> _What needs to be done_
Beginning at the line that contains "total: 1, ..", reproduce every line to the end of the material without changing any of them.

________

//! Snapshot store — what has already been published, per content kind.
//!
//! Persists a JSON array of items at `<state_dir>/posts.json` and
//! `<state_dir>/media.json`. The snapshot is the only record of past
//! publishes, so:
//!
//! - a missing file is a first run, not an error;
//! - an unreadable or corrupt file is reported and treated as empty;
//! - saving always re-reads the file and merges, never replaces it with only
//!   the items of the current run.
//!
//! Writes use the `.tmp` + rename pattern.

use std::path::{Path, PathBuf};

use pressync_core::{ContentItem, ContentKind};

use crate::report::Reporter;

/// Result of [`StateStore::save`].
#[derive(Debug, Clone, PartialEq, Eq)]
pub enum SaveOutcome {
    /// Nothing new to record; the file was not touched.
    Skipped,
    /// Snapshot written with `total` entries.
    Written { path: PathBuf, total: usize },
    /// Serialization or write failed; the previous snapshot is unchanged.
    Failed { path: PathBuf, reason: String },
}

impl SaveOutcome {
    pub fn is_failed(&self) -> bool {
        matches!(self, SaveOutcome::Failed { .. })
    }
}

/// Snapshot files rooted at one state directory.
#[derive(Debug, Clone, PartialEq, Eq)]
pub struct StateStore {
    dir: PathBuf,
}

impl StateStore {
    pub fn new(dir: impl Into<PathBuf>) -> Self {
        Self { dir: dir.into() }
    }

    /// `<state_dir>/<kind>.json` — pure, no I/O.
    pub fn path(&self, kind: ContentKind) -> PathBuf {
        self.dir.join(kind.state_file())
    }

    /// Load the snapshot for `T`. Never fails; problems are reported.
    pub fn load<T: ContentItem>(&self, reporter: &dyn Reporter) -> Vec<T> {
        let path = self.path(T::KIND);
        let name = T::KIND.state_file();
        if !path.exists() {
            reporter.info(&format!("{name} does not exist, first run?"));
            return Vec::new();
        }

        let contents = match std::fs::read_to_string(&path) {
            Ok(contents) => contents,
            Err(err) => {
                reporter.warn(&format!("error reading {}: {err}", path.display()));
                return Vec::new();
            }
        };
        match serde_json::from_str::<Vec<T>>(&contents) {
            Ok(items) => {
                reporter.debug(&format!("loaded {} entries from {name}", items.len()));
                items
            }
            Err(err) => {
                reporter.warn(&format!("error parsing JSON from {}: {err}", path.display()));
                Vec::new()
            }
        }
    }

    /// Merge `items` into the snapshot for `T` and write it back.
    ///
    /// An entry whose `local_file` is already present replaces the stored
    /// entry in place; anything else is appended. Failures are reported and
    /// returned as [`SaveOutcome::Failed`], never escalated.
    pub fn save<T: ContentItem>(&self, items: &[T], reporter: &dyn Reporter) -> SaveOutcome {
        let name = T::KIND.state_file();
        if items.is_empty() {
            reporter.info(&format!("no new {} to write to {name}", T::KIND));
            return SaveOutcome::Skipped;
        }

        let merged = merge(self.load::<T>(reporter), items);
        let path = self.path(T::KIND);
        match write_atomic(&path, &merged) {
            Ok(()) => {
                reporter.debug(&format!("{name} written ({} entries)", merged.len()));
                SaveOutcome::Written {
                    path,
                    total: merged.len(),
                }
            }
            Err(reason) => {
                reporter.warn(&format!("error writing {}: {reason}", path.display()));
                SaveOutcome::Failed { path, reason }
            }
        }
    }
}

/// Upsert `items` into `existing` by `local_file`, collapsing any duplicate
/// entries a key may already have.
fn merge<T: ContentItem>(mut existing: Vec<T>, items: &[T]) -> Vec<T> {
    for item in items {
        let key = item.local_file();
        match existing.iter().position(|e| e.local_file() == key) {
            Some(pos) => {
                existing[pos] = item.clone();
                let mut seen = 0usize;
                existing.retain(|e| {
                    if e.local_file() != key {
                        return true;
                    }
                    seen += 1;
                    seen == 1
                });
            }
            None => existing.push(item.clone()),
        }
    }
    existing
}

fn write_atomic<T: ContentItem>(path: &Path, items: &[T]) -> Result<(), String> {
    let json = serde_json::to_string_pretty(items).map_err(|e| format!("JSON encoding: {e}"))?;

    if let Some(dir) = path.parent() {
        std::fs::create_dir_all(dir).map_err(|e| e.to_string())?;
    }
    let tmp = path.with_extension("json.tmp");
    std::fs::write(&tmp, json).map_err(|e| e.to_string())?;
    if let Err(err) = std::fs::rename(&tmp, path) {
        let _ = std::fs::remove_file(&tmp);
        return Err(err.to_string());
    }
    Ok(())
}

#[cfg(test)]
mod tests {
    use super::*;
    use chrono::{TimeZone, Utc};
    use pressync_core::{Media, Post, RemoteId};
    use tempfile::TempDir;

    use crate::report::{Level, RecordingReporter};

    fn post(name: &str, id: u64) -> Post {
        let mut post = Post::from_local(
            name.to_string(),
            Utc.with_ymd_and_hms(2021, 3, 1, 0, 0, 0).unwrap(),
        );
        post.remote_id = Some(RemoteId(id));
        post
    }

    fn media(name: &str, id: u64) -> Media {
        let mut media = Media::from_local(name.to_string(), Utc::now());
        media.remote_id = Some(RemoteId(id));
        media
    }

    #[test]
    fn empty_snapshot_when_file_missing() {
        let tmp = TempDir::new().unwrap();
        let reporter = RecordingReporter::new();
        let loaded: Vec<Post> = StateStore::new(tmp.path()).load(&reporter);
        assert!(loaded.is_empty());
        assert!(reporter.at(Level::Warn).is_empty());
        assert_eq!(reporter.at(Level::Info).len(), 1);
    }

    #[test]
    fn corrupt_snapshot_is_empty_with_warning() {
        let tmp = TempDir::new().unwrap();
        std::fs::write(tmp.path().join("posts.json"), "{not json").unwrap();
        let reporter = RecordingReporter::new();
        let loaded: Vec<Post> = StateStore::new(tmp.path()).load(&reporter);
        assert!(loaded.is_empty());
        let warnings = reporter.at(Level::Warn);
        assert_eq!(warnings.len(), 1);
        assert!(warnings[0].contains("posts.json"), "got: {warnings:?}");
    }

    #[test]
    fn save_empty_is_noop() {
        let tmp = TempDir::new().unwrap();
        let store = StateStore::new(tmp.path());
        let reporter = RecordingReporter::new();
        let outcome = store.save::<Media>(&[], &reporter);
        assert_eq!(outcome, SaveOutcome::Skipped);
        assert!(!store.path(ContentKind::Media).exists());
    }

    #[test]
    fn save_appends_to_existing_snapshot() {
        let tmp = TempDir::new().unwrap();
        let store = StateStore::new(tmp.path());
        let reporter = RecordingReporter::new();

        store.save(&[post("y.md", 1)], &reporter);
        let outcome = store.save(&[post("x.md", 2)], &reporter);
        assert!(matches!(outcome, SaveOutcome::Written { total: 2, .. }));

        let loaded: Vec<Post> = store.load(&reporter);
        let names: Vec<&str> = loaded.iter().map(|p| p.local_file.as_str()).collect();
        assert_eq!(names, vec!["y.md", "x.md"]);
    }

    #[test]
    fn save_replaces_entry_with_same_local_file() {
        let tmp = TempDir::new().unwrap();
        let store = StateStore::new(tmp.path());
        let reporter = RecordingReporter::new();

        store.save(&[post("a.md", 1), post("b.md", 2)], &reporter);
        let mut updated = post("a.md", 1);
        updated.title = "Edited".to_string();
        store.save(&[updated], &reporter);

        let loaded: Vec<Post> = store.load(&reporter);
        assert_eq!(loaded.len(), 2);
        assert_eq!(loaded[0].local_file, "a.md");
        assert_eq!(loaded[0].title, "Edited");
    }

    #[test]
    fn merge_collapses_legacy_duplicates() {
        let existing = vec![post("a.md", 1), post("b.md", 2), post("a.md", 1)];
        let mut fresh = post("a.md", 1);
        fresh.title = "new".to_string();
        let merged = merge(existing, &[fresh]);
        let names: Vec<&str> = merged.iter().map(|p| p.local_file.as_str()).collect();
        assert_eq!(names, vec!["a.md", "b.md"]);
        assert_eq!(merged[0].title, "new");
    }

    #[test]
    fn tmp_file_cleaned_up_after_save() {
        let tmp = TempDir::new().unwrap();
        let store = StateStore::new(tmp.path());
        store.save(&[media("cat.jpg", 4)], &RecordingReporter::new());
        assert!(store.path(ContentKind::Media).exists());
        assert!(!tmp.path().join("media.json.tmp").exists());
    }

    #[test]
    fn save_creates_missing_state_dir() {
        let tmp = TempDir::new().unwrap();
        let store = StateStore::new(tmp.path().join("state"));
        let outcome = store.save(&[media("cat.jpg", 4)], &RecordingReporter::new());
        assert!(matches!(outcome, SaveOutcome::Written { total: 1, .. }));
    }

    #[test]
    #[cfg(unix)]
    fn write_failure_is_reported_not_raised() {
        use std::os::unix::fs::PermissionsExt;

        let tmp = TempDir::new().unwrap();
        let dir = tmp.path().join("readonly");
        std::fs::create_dir_all(&dir).unwrap();
        std::fs::set_permissions(&dir, std::fs::Permissions::from_mode(0o555)).unwrap();

        // Root ignores directory permissions; nothing to assert there.
        let probe = dir.join("probe");
        if std::fs::write(&probe, "x").is_ok() {
            let _ = std::fs::remove_file(&probe);
            std::fs::set_permissions(&dir, std::fs::Permissions::from_mode(0o755)).unwrap();
            return;
        }

        let reporter = RecordingReporter::new();
        let outcome = StateStore::new(&dir).save(&[post("a.md", 1)], &reporter);
        assert!(outcome.is_failed());
        assert!(!reporter.at(Level::Warn).is_empty());

        std::fs::set_permissions(&dir, std::fs::Permissions::from_mode(0o755)).unwrap();
    }
}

________

> _Response_
        assert!(matches!(outcome, SaveOutcome::Written { total: 1, .. }));
    }

    #[test]
    #[cfg(unix)]
    fn write_failure_is_reported_not_raised() {
        use std::os::unix::fs::PermissionsExt;

        let tmp = TempDir::new().unwrap();
        let dir = tmp.path().join("readonly");
        std::fs::create_dir_all(&dir).unwrap();
        std::fs::set_permissions(&dir, std::fs::Permissions::from_mode(0o555)).unwrap();

        // Root ignores directory permissions; nothing to assert there.
        let probe = dir.join("probe");
        if std::fs::write(&probe, "x").is_ok() {
            let _ = std::fs::remove_file(&probe);
            std::fs::set_permissions(&dir, std::fs::Permissions::from_mode(0o755)).unwrap();
            return;
        }

        let reporter = RecordingReporter::new();
        let outcome = StateStore::new(&dir).save(&[post("a.md", 1)], &reporter);
        assert!(outcome.is_failed());
        assert!(!reporter.at(Level::Warn).is_empty());

        std::fs::set_permissions(&dir, std::fs::Permissions::from_mode(0o755)).unwrap();
    }
}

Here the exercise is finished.